[EXERCISE INPUTS]
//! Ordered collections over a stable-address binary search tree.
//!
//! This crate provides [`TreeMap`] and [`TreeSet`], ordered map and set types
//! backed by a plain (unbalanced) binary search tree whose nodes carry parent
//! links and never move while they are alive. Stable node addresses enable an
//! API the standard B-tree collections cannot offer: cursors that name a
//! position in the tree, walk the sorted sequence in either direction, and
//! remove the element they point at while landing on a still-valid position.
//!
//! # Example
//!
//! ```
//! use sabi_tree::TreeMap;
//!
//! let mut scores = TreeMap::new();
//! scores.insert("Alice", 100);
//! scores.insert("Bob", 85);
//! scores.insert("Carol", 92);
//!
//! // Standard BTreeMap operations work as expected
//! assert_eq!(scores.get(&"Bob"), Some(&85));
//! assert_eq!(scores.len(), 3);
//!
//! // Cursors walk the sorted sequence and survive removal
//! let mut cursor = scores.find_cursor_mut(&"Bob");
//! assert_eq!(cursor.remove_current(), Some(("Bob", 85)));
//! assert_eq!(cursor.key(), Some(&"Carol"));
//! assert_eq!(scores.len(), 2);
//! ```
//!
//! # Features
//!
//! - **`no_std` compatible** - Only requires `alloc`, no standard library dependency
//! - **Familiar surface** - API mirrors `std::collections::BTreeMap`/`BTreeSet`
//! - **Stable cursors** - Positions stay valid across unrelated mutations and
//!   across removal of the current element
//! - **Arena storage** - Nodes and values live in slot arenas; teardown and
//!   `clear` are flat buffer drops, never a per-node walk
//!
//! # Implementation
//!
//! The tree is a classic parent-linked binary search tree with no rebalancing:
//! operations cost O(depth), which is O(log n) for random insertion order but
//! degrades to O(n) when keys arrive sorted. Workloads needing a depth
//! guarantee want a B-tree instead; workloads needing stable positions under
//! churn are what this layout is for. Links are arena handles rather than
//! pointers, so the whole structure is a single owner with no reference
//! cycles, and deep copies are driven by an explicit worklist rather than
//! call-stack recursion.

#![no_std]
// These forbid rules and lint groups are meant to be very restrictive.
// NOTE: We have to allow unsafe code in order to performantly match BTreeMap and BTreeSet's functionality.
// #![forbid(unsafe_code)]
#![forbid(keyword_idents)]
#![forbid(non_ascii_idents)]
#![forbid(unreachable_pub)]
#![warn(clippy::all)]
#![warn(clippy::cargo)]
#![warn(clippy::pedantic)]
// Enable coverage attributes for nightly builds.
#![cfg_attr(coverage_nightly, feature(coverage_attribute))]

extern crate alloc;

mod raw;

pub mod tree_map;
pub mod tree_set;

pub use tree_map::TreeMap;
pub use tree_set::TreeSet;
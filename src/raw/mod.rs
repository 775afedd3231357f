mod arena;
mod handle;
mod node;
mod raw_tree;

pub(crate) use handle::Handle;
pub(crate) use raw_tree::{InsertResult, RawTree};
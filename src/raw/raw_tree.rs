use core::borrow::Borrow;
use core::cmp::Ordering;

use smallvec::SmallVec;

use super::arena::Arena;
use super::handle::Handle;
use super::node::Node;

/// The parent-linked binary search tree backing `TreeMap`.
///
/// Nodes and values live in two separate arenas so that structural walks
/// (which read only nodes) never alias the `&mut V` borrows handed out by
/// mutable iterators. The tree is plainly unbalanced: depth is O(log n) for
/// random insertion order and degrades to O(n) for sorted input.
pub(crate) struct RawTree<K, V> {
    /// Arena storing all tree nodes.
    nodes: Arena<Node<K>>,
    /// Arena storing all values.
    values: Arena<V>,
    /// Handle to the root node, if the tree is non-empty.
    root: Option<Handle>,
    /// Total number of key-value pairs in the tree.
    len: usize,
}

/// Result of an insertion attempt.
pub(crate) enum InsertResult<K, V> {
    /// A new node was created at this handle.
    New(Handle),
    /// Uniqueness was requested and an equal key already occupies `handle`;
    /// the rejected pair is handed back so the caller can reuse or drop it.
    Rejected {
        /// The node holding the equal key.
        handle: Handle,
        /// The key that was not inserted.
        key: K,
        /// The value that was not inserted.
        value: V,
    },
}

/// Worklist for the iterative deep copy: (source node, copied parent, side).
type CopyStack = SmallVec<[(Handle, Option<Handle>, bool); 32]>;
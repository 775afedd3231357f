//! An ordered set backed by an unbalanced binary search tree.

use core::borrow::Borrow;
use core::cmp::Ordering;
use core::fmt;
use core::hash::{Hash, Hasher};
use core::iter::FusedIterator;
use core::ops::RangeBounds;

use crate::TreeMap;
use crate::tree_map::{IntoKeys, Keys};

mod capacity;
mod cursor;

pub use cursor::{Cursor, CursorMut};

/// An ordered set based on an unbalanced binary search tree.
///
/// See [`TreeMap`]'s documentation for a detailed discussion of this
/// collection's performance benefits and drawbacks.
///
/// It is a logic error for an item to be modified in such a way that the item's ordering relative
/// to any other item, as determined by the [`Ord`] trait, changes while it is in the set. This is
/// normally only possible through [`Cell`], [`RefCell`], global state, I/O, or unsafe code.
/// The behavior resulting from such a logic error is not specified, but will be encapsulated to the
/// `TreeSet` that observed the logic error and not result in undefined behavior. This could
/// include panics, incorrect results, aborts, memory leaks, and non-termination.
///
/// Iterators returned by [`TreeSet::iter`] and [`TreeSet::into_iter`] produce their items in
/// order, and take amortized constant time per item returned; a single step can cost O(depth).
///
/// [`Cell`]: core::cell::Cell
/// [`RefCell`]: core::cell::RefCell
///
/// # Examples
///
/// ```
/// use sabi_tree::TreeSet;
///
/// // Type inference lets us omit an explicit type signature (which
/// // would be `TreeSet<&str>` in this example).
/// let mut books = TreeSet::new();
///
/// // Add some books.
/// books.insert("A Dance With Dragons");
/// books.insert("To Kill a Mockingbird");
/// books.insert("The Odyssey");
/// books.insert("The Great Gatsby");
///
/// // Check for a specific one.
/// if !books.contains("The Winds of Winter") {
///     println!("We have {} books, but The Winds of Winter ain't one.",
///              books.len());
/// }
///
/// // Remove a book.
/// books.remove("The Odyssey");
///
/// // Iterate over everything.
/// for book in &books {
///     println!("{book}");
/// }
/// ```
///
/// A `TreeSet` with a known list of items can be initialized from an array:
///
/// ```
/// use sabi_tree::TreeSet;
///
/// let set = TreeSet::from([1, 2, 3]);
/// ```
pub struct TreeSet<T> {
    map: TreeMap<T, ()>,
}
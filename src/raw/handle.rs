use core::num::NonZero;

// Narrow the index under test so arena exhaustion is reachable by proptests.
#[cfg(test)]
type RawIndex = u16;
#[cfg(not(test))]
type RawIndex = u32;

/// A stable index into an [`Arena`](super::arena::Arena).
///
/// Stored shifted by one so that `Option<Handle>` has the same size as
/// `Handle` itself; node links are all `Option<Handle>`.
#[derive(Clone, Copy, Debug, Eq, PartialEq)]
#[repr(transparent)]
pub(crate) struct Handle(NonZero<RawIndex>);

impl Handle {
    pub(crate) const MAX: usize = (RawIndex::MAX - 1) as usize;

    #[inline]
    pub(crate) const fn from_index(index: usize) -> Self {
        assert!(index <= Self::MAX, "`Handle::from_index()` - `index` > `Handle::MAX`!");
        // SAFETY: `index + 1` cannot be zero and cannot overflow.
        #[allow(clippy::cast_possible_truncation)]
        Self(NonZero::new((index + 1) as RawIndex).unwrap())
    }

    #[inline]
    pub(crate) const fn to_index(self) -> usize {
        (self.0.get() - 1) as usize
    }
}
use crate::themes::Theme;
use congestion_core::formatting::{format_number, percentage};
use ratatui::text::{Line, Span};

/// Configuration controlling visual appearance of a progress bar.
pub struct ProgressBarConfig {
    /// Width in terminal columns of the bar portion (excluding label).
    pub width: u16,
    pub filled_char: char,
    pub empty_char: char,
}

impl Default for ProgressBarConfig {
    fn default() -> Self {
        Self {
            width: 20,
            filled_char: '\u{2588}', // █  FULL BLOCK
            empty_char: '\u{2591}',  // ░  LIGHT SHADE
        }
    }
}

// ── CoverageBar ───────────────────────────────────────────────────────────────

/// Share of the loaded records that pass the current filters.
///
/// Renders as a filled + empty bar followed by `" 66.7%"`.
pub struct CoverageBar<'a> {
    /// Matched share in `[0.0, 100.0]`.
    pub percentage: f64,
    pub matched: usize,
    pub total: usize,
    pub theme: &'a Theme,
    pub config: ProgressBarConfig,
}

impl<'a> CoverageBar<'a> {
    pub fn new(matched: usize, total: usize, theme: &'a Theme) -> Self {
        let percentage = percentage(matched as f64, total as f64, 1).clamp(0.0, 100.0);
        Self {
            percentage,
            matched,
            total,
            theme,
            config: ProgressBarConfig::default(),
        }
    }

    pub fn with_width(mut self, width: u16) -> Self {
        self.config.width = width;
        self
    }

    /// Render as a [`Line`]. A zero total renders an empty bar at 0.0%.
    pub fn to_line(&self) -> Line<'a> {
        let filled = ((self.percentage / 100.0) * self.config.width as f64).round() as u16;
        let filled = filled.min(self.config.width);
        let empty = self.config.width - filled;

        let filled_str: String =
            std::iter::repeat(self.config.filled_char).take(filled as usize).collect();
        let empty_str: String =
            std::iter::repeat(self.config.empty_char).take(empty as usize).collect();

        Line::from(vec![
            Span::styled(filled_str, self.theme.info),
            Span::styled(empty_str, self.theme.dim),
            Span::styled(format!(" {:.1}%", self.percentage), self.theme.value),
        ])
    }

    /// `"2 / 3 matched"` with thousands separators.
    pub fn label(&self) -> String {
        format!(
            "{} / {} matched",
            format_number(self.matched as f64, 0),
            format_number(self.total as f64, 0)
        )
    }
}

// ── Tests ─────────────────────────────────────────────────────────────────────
[/EXERCISE INPUTS]
[EXERCISE INPUTS]
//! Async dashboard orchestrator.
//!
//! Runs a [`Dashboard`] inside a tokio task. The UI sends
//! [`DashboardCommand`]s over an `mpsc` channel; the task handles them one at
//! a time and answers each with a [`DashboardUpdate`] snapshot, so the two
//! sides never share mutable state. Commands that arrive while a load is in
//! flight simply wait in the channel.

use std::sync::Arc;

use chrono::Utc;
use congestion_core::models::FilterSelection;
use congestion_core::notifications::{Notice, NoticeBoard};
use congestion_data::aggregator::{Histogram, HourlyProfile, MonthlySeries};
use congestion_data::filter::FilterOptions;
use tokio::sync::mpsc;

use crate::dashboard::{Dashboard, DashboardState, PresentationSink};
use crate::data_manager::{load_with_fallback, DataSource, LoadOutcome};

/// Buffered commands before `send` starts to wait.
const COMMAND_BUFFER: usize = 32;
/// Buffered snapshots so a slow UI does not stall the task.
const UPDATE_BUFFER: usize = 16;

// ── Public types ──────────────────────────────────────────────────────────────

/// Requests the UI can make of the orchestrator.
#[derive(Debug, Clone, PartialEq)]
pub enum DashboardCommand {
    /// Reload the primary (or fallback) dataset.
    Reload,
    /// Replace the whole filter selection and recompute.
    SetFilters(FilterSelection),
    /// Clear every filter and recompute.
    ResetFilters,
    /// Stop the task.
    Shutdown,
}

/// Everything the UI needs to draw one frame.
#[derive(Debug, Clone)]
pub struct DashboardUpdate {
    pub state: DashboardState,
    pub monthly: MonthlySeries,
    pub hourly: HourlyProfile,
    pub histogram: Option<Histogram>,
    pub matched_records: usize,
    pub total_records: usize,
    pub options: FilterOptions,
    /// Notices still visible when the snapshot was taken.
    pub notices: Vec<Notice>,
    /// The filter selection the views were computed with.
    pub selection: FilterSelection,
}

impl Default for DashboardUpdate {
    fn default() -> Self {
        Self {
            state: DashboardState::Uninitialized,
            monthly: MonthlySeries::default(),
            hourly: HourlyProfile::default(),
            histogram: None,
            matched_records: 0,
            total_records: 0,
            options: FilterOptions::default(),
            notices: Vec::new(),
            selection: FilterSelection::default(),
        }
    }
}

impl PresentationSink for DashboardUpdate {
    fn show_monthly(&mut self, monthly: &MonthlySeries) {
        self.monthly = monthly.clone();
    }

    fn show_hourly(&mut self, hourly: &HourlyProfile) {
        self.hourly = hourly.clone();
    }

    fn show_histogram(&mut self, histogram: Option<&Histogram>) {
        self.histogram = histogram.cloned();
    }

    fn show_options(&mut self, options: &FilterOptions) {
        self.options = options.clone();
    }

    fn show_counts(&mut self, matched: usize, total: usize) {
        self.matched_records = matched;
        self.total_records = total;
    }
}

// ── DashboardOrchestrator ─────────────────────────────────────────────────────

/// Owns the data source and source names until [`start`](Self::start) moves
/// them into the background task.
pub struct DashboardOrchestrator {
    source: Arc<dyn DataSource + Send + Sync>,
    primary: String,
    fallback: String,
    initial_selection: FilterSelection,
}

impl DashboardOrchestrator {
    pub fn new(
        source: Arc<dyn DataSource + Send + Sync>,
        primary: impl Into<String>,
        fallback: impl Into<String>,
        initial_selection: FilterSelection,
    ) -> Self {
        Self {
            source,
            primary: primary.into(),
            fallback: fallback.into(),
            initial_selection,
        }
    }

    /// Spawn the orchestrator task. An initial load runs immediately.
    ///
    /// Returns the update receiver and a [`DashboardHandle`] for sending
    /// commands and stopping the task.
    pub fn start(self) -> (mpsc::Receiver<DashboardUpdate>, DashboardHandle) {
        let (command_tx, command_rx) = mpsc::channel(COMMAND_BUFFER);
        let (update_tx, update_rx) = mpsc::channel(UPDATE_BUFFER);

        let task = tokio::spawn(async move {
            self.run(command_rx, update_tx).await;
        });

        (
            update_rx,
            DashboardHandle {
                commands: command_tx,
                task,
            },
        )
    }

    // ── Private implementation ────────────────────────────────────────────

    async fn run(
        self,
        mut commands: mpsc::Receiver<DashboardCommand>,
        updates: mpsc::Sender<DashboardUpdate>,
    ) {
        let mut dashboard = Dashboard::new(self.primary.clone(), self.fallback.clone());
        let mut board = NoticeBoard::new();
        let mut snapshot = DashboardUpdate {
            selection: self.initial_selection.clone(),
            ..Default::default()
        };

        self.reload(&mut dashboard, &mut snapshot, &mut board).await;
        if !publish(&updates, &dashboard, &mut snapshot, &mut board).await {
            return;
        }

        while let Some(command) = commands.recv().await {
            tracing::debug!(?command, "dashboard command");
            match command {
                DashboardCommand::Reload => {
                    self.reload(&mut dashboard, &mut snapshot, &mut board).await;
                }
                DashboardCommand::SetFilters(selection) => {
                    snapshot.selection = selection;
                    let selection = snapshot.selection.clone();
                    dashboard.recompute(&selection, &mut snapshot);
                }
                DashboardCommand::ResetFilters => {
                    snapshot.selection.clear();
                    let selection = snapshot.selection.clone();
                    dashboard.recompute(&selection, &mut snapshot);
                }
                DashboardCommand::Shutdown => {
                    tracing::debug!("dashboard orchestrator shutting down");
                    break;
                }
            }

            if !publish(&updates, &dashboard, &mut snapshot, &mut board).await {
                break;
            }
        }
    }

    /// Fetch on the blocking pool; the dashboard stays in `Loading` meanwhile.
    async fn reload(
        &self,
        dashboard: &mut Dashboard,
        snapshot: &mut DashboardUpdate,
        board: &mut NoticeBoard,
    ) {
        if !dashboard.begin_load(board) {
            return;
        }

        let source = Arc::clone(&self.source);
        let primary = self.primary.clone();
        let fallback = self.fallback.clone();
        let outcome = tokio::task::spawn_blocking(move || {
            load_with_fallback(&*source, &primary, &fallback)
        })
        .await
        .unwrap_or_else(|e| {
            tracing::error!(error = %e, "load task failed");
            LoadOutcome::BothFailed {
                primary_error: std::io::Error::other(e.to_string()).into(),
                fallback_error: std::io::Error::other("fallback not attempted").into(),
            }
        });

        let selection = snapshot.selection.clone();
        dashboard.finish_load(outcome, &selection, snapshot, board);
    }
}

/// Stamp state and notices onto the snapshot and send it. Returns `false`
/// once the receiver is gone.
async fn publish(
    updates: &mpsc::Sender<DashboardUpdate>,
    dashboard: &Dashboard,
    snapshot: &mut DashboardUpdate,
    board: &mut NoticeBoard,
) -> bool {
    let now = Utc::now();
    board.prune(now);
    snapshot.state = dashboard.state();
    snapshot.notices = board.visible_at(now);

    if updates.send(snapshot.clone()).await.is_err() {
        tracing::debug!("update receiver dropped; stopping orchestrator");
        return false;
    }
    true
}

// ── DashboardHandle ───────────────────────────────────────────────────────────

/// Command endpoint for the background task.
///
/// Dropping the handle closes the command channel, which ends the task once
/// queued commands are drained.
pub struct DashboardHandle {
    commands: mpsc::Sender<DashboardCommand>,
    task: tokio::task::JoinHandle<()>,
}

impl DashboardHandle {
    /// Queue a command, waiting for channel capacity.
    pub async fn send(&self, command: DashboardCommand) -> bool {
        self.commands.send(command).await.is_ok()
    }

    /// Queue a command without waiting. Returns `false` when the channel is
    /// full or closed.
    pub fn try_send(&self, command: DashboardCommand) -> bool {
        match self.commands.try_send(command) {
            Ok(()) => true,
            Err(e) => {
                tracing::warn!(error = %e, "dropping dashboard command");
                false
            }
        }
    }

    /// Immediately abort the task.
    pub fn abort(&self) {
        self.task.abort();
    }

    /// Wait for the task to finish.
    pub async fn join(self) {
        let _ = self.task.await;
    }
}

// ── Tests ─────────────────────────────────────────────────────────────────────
[/EXERCISE INPUTS]
[EXERCISE INPUTS]
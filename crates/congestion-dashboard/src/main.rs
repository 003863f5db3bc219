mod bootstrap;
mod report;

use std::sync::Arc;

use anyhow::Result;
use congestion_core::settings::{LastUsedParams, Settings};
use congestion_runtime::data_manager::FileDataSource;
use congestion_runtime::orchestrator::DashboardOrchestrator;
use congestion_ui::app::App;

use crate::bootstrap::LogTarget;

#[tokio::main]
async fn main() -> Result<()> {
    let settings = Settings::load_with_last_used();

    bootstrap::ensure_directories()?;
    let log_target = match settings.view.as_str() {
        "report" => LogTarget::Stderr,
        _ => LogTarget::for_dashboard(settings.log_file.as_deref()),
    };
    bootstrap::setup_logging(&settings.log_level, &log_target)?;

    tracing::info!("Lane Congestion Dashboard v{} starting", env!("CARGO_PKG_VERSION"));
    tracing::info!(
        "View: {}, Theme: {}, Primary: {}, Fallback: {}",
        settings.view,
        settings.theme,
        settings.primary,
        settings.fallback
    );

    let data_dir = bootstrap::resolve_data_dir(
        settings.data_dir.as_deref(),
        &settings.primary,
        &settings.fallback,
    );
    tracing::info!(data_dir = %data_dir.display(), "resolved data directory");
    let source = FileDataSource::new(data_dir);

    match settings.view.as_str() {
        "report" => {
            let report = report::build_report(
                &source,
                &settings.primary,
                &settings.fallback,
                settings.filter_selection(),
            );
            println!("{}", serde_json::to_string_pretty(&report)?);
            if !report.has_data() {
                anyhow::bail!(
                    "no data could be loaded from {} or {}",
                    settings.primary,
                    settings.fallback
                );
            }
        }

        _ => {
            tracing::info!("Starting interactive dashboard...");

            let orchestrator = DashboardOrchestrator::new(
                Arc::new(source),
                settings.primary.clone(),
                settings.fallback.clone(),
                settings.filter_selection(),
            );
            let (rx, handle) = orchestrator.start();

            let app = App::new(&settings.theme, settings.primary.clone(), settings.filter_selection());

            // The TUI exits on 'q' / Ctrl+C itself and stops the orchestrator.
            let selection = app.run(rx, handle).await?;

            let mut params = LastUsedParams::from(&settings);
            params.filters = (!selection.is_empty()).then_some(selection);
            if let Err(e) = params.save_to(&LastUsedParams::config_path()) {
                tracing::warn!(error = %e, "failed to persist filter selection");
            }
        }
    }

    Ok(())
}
[/EXERCISE INPUTS]
- _REQUIRED WORK_
Every line above from the line with "fn show_counts(&mut self, matched: usize, total: usize)" to the line with "pub struct DashboardOrchestrator", both included, must be reproduced exactly, and no other line may appear.

- _SOLUTION TO THIS PROBLEM_
    fn show_counts(&mut self, matched: usize, total: usize) {
        self.matched_records = matched;
        self.total_records = total;
    }
}

// ── DashboardOrchestrator ─────────────────────────────────────────────────────

/// Owns the data source and source names until [`start`](Self::start) moves
/// them into the background task.
pub struct DashboardOrchestrator {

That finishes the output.